High affinity of Skp to OmpC revealed by single-molecule detection

Outer membrane proteins (OMPs) are essential to Gram-negative bacteria, and they need molecular chaperones to prevent from aggregation in periplasm during the OMPs biogenesis. Seventeen kilodalton protein (Skp) is the major protein for this purpose. Here we used single-molecule detection (SMD) to study the stoichiometry modulation of Skp in binding with outer membrane protein C (OmpC) from Escherichia coli. To accomplish our task, we developed the tool of portion selectively chosen fluorescence correlation spectroscopy (pscFCS). We found that Skp binds OmpC with high affinity.
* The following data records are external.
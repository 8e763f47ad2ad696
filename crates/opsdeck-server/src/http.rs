use std::net::SocketAddr;

use axum::body::Bytes;
use axum::extract::{Request, State};
use axum::http::{header, HeaderMap, HeaderName, HeaderValue, Method, StatusCode};
use axum::middleware::{self, Next};
use axum::response::{IntoResponse, Response};
use axum::routing::get;
use axum::{Json, Router};
use serde::Serialize;
use serde_json::{json, Value};
use tower_http::set_header::SetResponseHeaderLayer;

use crate::{tokens_match, ApiAuth, AppState};

#[derive(Debug, Serialize)]
struct ErrorEnvelope {
    error: String,
    #[serde(skip_serializing_if = "Option::is_none")]
    code: Option<String>,
}

fn error_response(status: StatusCode, error: impl Into<String>, code: &str) -> Response {
    (
        status,
        Json(ErrorEnvelope {
            error: error.into(),
            code: Some(code.to_string()),
        }),
    )
        .into_response()
}

pub async fn serve(addr: SocketAddr, state: AppState) -> anyhow::Result<()> {
    let app = app_router(state);
    let listener = tokio::net::TcpListener::bind(addr).await?;
    tracing::info!(%addr, "opsdeck server listening");
    axum::serve(listener, app)
        .with_graceful_shutdown(async {
            if tokio::signal::ctrl_c().await.is_err() {
                futures::future::pending::<()>().await;
            }
        })
        .await?;
    tracing::info!("opsdeck server stopped");
    Ok(())
}

pub fn app_router(state: AppState) -> Router {
    Router::new()
        .route("/global/health", get(global_health))
        .route("/api/commands", get(command_state).post(run_command))
        .layer(middleware::from_fn_with_state(state.clone(), auth_gate))
        .layer(SetResponseHeaderLayer::overriding(
            header::CACHE_CONTROL,
            HeaderValue::from_static("no-store, max-age=0"),
        ))
        .layer(SetResponseHeaderLayer::overriding(
            header::PRAGMA,
            HeaderValue::from_static("no-cache"),
        ))
        .layer(SetResponseHeaderLayer::overriding(
            header::X_CONTENT_TYPE_OPTIONS,
            HeaderValue::from_static("nosniff"),
        ))
        .layer(SetResponseHeaderLayer::overriding(
            header::X_FRAME_OPTIONS,
            HeaderValue::from_static("DENY"),
        ))
        .layer(SetResponseHeaderLayer::overriding(
            header::REFERRER_POLICY,
            HeaderValue::from_static("no-referrer"),
        ))
        .layer(SetResponseHeaderLayer::overriding(
            header::EXPIRES,
            HeaderValue::from_static("0"),
        ))
        .layer(SetResponseHeaderLayer::overriding(
            header::VARY,
            HeaderValue::from_static("Authorization"),
        ))
        .layer(SetResponseHeaderLayer::overriding(
            HeaderName::from_static("cross-origin-resource-policy"),
            HeaderValue::from_static("same-origin"),
        ))
        .layer(SetResponseHeaderLayer::overriding(
            HeaderName::from_static("permissions-policy"),
            HeaderValue::from_static("camera=(), microphone=(), geolocation=()"),
        ))
        .with_state(state)
}

async fn auth_gate(State(state): State<AppState>, request: Request, next: Next) -> Response {
    if request.method() == Method::OPTIONS || request.uri().path() == "/global/health" {
        return next.run(request).await;
    }

    let expected = match &state.auth {
        ApiAuth::Token(token) => token.clone(),
        ApiAuth::Misconfigured => {
            tracing::error!("refusing request: no API token configured in production");
            return error_response(
                StatusCode::INTERNAL_SERVER_ERROR,
                "Server misconfigured",
                "SERVER_MISCONFIGURED",
            );
        }
    };

    let provided = extract_request_token(request.headers());
    if provided
        .as_deref()
        .is_some_and(|token| tokens_match(token, &expected))
    {
        return next.run(request).await;
    }

    error_response(
        StatusCode::UNAUTHORIZED,
        "Unauthorized: missing or invalid API token",
        "AUTH_REQUIRED",
    )
}

fn extract_request_token(headers: &HeaderMap) -> Option<String> {
    let auth = headers
        .get(header::AUTHORIZATION)
        .and_then(|v| v.to_str().ok())?;
    let trimmed = auth.trim();
    let bearer = trimmed
        .strip_prefix("Bearer ")
        .or_else(|| trimmed.strip_prefix("bearer "))?;
    let token = bearer.trim();
    if token.is_empty() {
        None
    } else {
        Some(token.to_string())
    }
}

fn is_json_request(headers: &HeaderMap) -> bool {
    headers
        .get(header::CONTENT_TYPE)
        .and_then(|v| v.to_str().ok())
        .is_some_and(|value| value.to_ascii_lowercase().contains("application/json"))
}

async fn global_health() -> impl IntoResponse {
    Json(json!({
        "ok": true,
        "version": env!("CARGO_PKG_VERSION"),
    }))
}

async fn command_state(State(state): State<AppState>) -> impl IntoResponse {
    Json(state.orchestrator.state().await)
}

async fn run_command(State(state): State<AppState>, headers: HeaderMap, body: Bytes) -> Response {
    if !is_json_request(&headers) {
        return error_response(
            StatusCode::UNSUPPORTED_MEDIA_TYPE,
            "Content-Type must be application/json",
            "UNSUPPORTED_MEDIA_TYPE",
        );
    }
    let payload: Value = match serde_json::from_slice(&body) {
        Ok(payload) => payload,
        Err(_) => {
            return error_response(StatusCode::BAD_REQUEST, "Invalid JSON body", "INVALID_JSON")
        }
    };

    // `commandId` is the older name for the same field.
    let task_id = payload
        .get("taskId")
        .or_else(|| payload.get("commandId"))
        .and_then(Value::as_str)
        .map(str::trim)
        .unwrap_or_default();
    if task_id.is_empty() {
        return error_response(StatusCode::BAD_REQUEST, "taskId is required", "INVALID_REQUEST");
    }
    let params = payload
        .get("params")
        .and_then(Value::as_object)
        .cloned()
        .unwrap_or_default();

    match state.orchestrator.run_task(task_id, params).await {
        Ok(run) => Json(json!({ "success": true, "run": run })).into_response(),
        Err(err) => {
            let status = StatusCode::from_u16(err.kind().http_status())
                .unwrap_or(StatusCode::INTERNAL_SERVER_ERROR);
            if status.is_server_error() {
                tracing::error!(task_id, error = %err, "command failed");
            }
            error_response(status, err.to_string(), err.code())
        }
    }
}

#[cfg(test)]
mod tests {
    use super::*;

    use axum::body::{to_bytes, Body};
    use axum::http::Request;
    use opsdeck_observability::ProcessKind;
    use opsdeck_orchestrator::{Orchestrator, OrchestratorConfig};
    use tempfile::TempDir;
    use tower::ServiceExt;

    const TOKEN: &str = "test-token";

    fn test_workspace() -> TempDir {
        let dir = tempfile::tempdir().expect("tempdir");
        let scripts = dir.path().join("scripts");
        std::fs::create_dir_all(&scripts).expect("scripts dir");
        std::fs::write(scripts.join("engage-x.js"), "sleep 1\n").expect("script");
        dir
    }

    fn test_state(dir: &TempDir, auth: ApiAuth) -> AppState {
        let mut config = OrchestratorConfig::for_workspace(dir.path());
        config.task_env.node_bin = "sh".to_string();
        AppState::new(Orchestrator::new(config, ProcessKind::Server), auth)
    }

    fn token_auth() -> ApiAuth {
        ApiAuth::resolve(Some(TOKEN), true)
    }

    fn post_json(body: Value) -> Request<Body> {
        Request::builder()
            .method("POST")
            .uri("/api/commands")
            .header(header::AUTHORIZATION, format!("Bearer {TOKEN}"))
            .header(header::CONTENT_TYPE, "application/json")
            .body(Body::from(body.to_string()))
            .expect("request")
    }

    async fn send(app: Router, req: Request<Body>) -> (StatusCode, HeaderMap, Value) {
        let resp = app.oneshot(req).await.expect("response");
        let status = resp.status();
        let headers = resp.headers().clone();
        let body = to_bytes(resp.into_body(), usize::MAX).await.expect("body");
        let payload = serde_json::from_slice(&body).unwrap_or(Value::Null);
        (status, headers, payload)
    }

    #[tokio::test]
    async fn health_is_public_and_carries_security_headers() {
        let dir = test_workspace();
        let app = app_router(test_state(&dir, token_auth()));
        let req = Request::builder()
            .uri("/global/health")
            .body(Body::empty())
            .expect("request");
        let (status, headers, payload) = send(app, req).await;
        assert_eq!(status, StatusCode::OK);
        assert_eq!(payload.get("ok").and_then(Value::as_bool), Some(true));
        assert_eq!(headers[header::CACHE_CONTROL], "no-store, max-age=0");
        assert_eq!(headers[header::PRAGMA], "no-cache");
        assert_eq!(headers[header::X_CONTENT_TYPE_OPTIONS], "nosniff");
        assert_eq!(headers[header::X_FRAME_OPTIONS], "DENY");
        assert_eq!(headers[header::REFERRER_POLICY], "no-referrer");
        assert_eq!(headers[header::EXPIRES], "0");
        assert_eq!(headers[header::VARY], "Authorization");
        assert_eq!(headers["cross-origin-resource-policy"], "same-origin");
        assert_eq!(
            headers["permissions-policy"],
            "camera=(), microphone=(), geolocation=()"
        );
    }

    #[tokio::test]
    async fn state_requires_bearer_token() {
        let dir = test_workspace();
        let app = app_router(test_state(&dir, token_auth()));

        let req = Request::builder()
            .uri("/api/commands")
            .body(Body::empty())
            .expect("request");
        let (status, headers, payload) = send(app.clone(), req).await;
        assert_eq!(status, StatusCode::UNAUTHORIZED);
        assert_eq!(payload["code"], "AUTH_REQUIRED");
        assert_eq!(headers[header::X_FRAME_OPTIONS], "DENY");
        assert_eq!(headers[header::VARY], "Authorization");

        let req = Request::builder()
            .uri("/api/commands")
            .header(header::AUTHORIZATION, "Bearer wrong")
            .body(Body::empty())
            .expect("request");
        let (status, _, _) = send(app.clone(), req).await;
        assert_eq!(status, StatusCode::UNAUTHORIZED);

        let req = Request::builder()
            .uri("/api/commands")
            .header(header::AUTHORIZATION, format!("Bearer {TOKEN}"))
            .body(Body::empty())
            .expect("request");
        let (status, _, payload) = send(app, req).await;
        assert_eq!(status, StatusCode::OK);
        assert_eq!(payload["executorMode"], "local");
        assert_eq!(payload["tasks"].as_array().map(Vec::len), Some(5));
        assert_eq!(payload["runningCount"], 0);
    }

    #[tokio::test]
    async fn production_without_token_is_misconfigured() {
        let dir = test_workspace();
        let app = app_router(test_state(&dir, ApiAuth::resolve(None, true)));

        let req = Request::builder()
            .uri("/api/commands")
            .header(header::AUTHORIZATION, "Bearer ghostai-dev-token")
            .body(Body::empty())
            .expect("request");
        let (status, _, payload) = send(app.clone(), req).await;
        assert_eq!(status, StatusCode::INTERNAL_SERVER_ERROR);
        assert_eq!(payload["code"], "SERVER_MISCONFIGURED");

        let req = Request::builder()
            .uri("/global/health")
            .body(Body::empty())
            .expect("request");
        let (status, _, _) = send(app, req).await;
        assert_eq!(status, StatusCode::OK);
    }

    #[tokio::test]
    async fn development_accepts_fallback_token() {
        let dir = test_workspace();
        let app = app_router(test_state(&dir, ApiAuth::resolve(None, false)));
        let req = Request::builder()
            .uri("/api/commands")
            .header(header::AUTHORIZATION, "bearer ghostai-dev-token")
            .body(Body::empty())
            .expect("request");
        let (status, _, _) = send(app, req).await;
        assert_eq!(status, StatusCode::OK);
    }

    #[tokio::test]
    async fn post_rejects_non_json_and_blank_task_ids() {
        let dir = test_workspace();
        let app = app_router(test_state(&dir, token_auth()));

        let req = Request::builder()
            .method("POST")
            .uri("/api/commands")
            .header(header::AUTHORIZATION, format!("Bearer {TOKEN}"))
            .header(header::CONTENT_TYPE, "text/plain")
            .body(Body::from("taskId=engage-x"))
            .expect("request");
        let (status, _, _) = send(app.clone(), req).await;
        assert_eq!(status, StatusCode::UNSUPPORTED_MEDIA_TYPE);

        let (status, _, payload) = send(app.clone(), post_json(json!({ "taskId": "   " }))).await;
        assert_eq!(status, StatusCode::BAD_REQUEST);
        assert_eq!(payload["error"], "taskId is required");

        let req = Request::builder()
            .method("POST")
            .uri("/api/commands")
            .header(header::AUTHORIZATION, format!("Bearer {TOKEN}"))
            .header(header::CONTENT_TYPE, "application/json; charset=utf-8")
            .body(Body::from("{not json"))
            .expect("request");
        let (status, _, payload) = send(app, req).await;
        assert_eq!(status, StatusCode::BAD_REQUEST);
        assert_eq!(payload["code"], "INVALID_JSON");
    }

    #[tokio::test]
    async fn post_maps_orchestrator_errors_to_status_codes() {
        let dir = test_workspace();
        let app = app_router(test_state(&dir, token_auth()));

        let (status, _, payload) =
            send(app.clone(), post_json(json!({ "taskId": "unknown-id" }))).await;
        assert_eq!(status, StatusCode::BAD_REQUEST);
        assert_eq!(payload["code"], "UNKNOWN_TASK");

        let (status, _, payload) = send(
            app.clone(),
            post_json(json!({ "taskId": "post-all-video", "params": { "xCaption": "hi" } })),
        )
        .await;
        assert_eq!(status, StatusCode::BAD_REQUEST);
        assert_eq!(payload["code"], "INVALID_PARAMS");
        assert_eq!(payload["error"], "videoFile is required");

        let (status, _, payload) = send(
            app.clone(),
            post_json(json!({ "commandId": "engage-x", "params": { "limit": 999 } })),
        )
        .await;
        assert_eq!(status, StatusCode::OK);
        assert_eq!(payload["success"], true);
        assert_eq!(payload["run"]["status"], "running");
        assert_eq!(
            payload["run"]["commandLine"],
            "sh scripts/engage-x.js --limit=25"
        );

        let (status, _, payload) = send(
            app,
            post_json(json!({ "taskId": "engage-x", "params": "ignored" })),
        )
        .await;
        assert_eq!(status, StatusCode::CONFLICT);
        assert_eq!(payload["code"], "BUSY");
        assert_eq!(payload["error"], "Engage X is already running");
    }

    #[tokio::test]
    async fn missing_workspace_is_a_server_error() {
        let dir = test_workspace();
        let mut config = OrchestratorConfig::for_workspace(dir.path().join("gone"));
        config.task_env.node_bin = "sh".to_string();
        let state = AppState::new(Orchestrator::new(config, ProcessKind::Server), token_auth());
        let (status, _, payload) =
            send(app_router(state), post_json(json!({ "taskId": "engage-x" }))).await;
        assert_eq!(status, StatusCode::INTERNAL_SERVER_ERROR);
        assert_eq!(payload["code"], "WORKSPACE_MISSING");
    }
}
The half concentration for Skp to form homo-trimer Skp3 (C1/2) was measured to be 250 nM. Under the Skp concentrations far below C1/2 OmpC can recruit Skp monomers to form OmpC-Skp3. The affinity of the process is in pico-molar range, indicating that the trimerization of Skp in OmpC-Skp3 complex is induced by OmpC-Skp interaction even though free Skp3 is rarely present. In the concentration range that Skp3 is the predominant form, OmpC may directly interact with Skp3. Under micro-molar concentrations of Skp, the formation of OmpC-(Skp3)2 was observed. Our results suggest that the fine-tuned modulation of Skp composition stoichiometry plays an important role in the safe-guarding and quality control mechanism of OMPs in the periplasm.